Furloughed Transportation workers receive back pay

CBO says back pay for two days of furlough will cost $1 million.

Nearly two months after they were furloughed because of a temporary expiration of the Highway Trust Fund, 2,000 Transportation Department workers will receive back pay for the two days of missed.

"I have seen nothing but dedicated, hardworking folks doing the work of the American people," Transportation Secretary Ray LaHood wrote on his blog. "It was unfortunate that they had to pay the price for a legislative impasse."

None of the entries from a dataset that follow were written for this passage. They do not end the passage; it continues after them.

//! # Storage and Persistence
//!
//! Persistence contracts for credentials and their outbox, with an in-memory
//! implementation for tests and embedding and a PostgreSQL implementation
//! backed by `sqlx`.
//!
//! Absence is reported as `Ok(None)` from lookups. Mutations take the outbox
//! entries describing them and must write both atomically.

pub mod memory;
pub mod pool;
pub mod postgres;

use async_trait::async_trait;
use chrono::{DateTime, Utc};

use crate::domain::{Credential, CredentialId, OutboxEntryId, Provider, WorkspaceId};
use crate::errors::Result;
use crate::events::OutboxEntry;

pub use memory::InMemoryStore;
pub use pool::{check_connection, create_pool, run_migrations, DbPool};
pub use postgres::PostgresStore;

/// Credential persistence
#[async_trait]
pub trait CredentialStore: Send + Sync {
    async fn create(&self, credential: &Credential, outbox: &[OutboxEntry]) -> Result<()>;

    async fn get_by_id(&self, id: &CredentialId) -> Result<Option<Credential>>;

    /// All credentials of a workspace, newest first
    async fn get_by_workspace_id(&self, workspace_id: &WorkspaceId) -> Result<Vec<Credential>>;

    /// Active credentials of a workspace for one provider, newest first
    async fn get_active_by_provider(
        &self,
        workspace_id: &WorkspaceId,
        provider: Provider,
    ) -> Result<Vec<Credential>>;

    /// Overwrite mutable fields. Fails with `NotFound` if the row is gone.
    async fn update(&self, credential: &Credential, outbox: &[OutboxEntry]) -> Result<()>;

    /// Hard delete. Deleting a missing id is not an error.
    async fn delete(&self, id: &CredentialId, outbox: &[OutboxEntry]) -> Result<()>;
}

/// Delivery bookkeeping for queued side effects
#[async_trait]
pub trait OutboxStore: Send + Sync {
    /// Pending entries due at `now`, oldest first
    async fn pending(&self, limit: usize, now: DateTime<Utc>) -> Result<Vec<OutboxEntry>>;

    async fn mark_delivered(&self, id: &OutboxEntryId) -> Result<()>;

    /// Count a failed attempt. `retry_at = None` gives up and marks the entry failed.
    async fn record_failure(
        &self,
        id: &OutboxEntryId,
        error: &str,
        retry_at: Option<DateTime<Utc>>,
    ) -> Result<()>;
}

The provision authorizing the repayments, which the Congressional Budget Office priced at $1 million, passed on Thursday night on a 59 to 38 vote in the Senate, and a 289 to 112 House vote. It was part of a larger legislative package that included an extension of unemployment benefits, a continuation of Medicare payments to doctors, and an extension of the COBRA insurance program.

Rep. Gerry Connolly, D-Va., sponsored legislation to pay the furloughed employees for the missed work.

"Members of Congress should not play politics with the lives of federal workers," he said.

Sen. Tom Coburn, R-Okla., delayed Connolly's bill because of the funding mechanism. Connolly's legislation would have repaid the furloughed workers with Transportation funds, because their salaries already had been appropriated, and were held up by the delay on the Highway Trust Fund. Coburn said they should be paid out of Congress's operating budget to punish legislators for moving slowly on the Trust Fund's extension and treating foreseeable costs as emergency spending.

Connolly's bill passed as a stand-alone piece of legislation, and then was attached to the larger benefits package in March. But a partisan stalemate stalled the bill before the two-week Easter recess.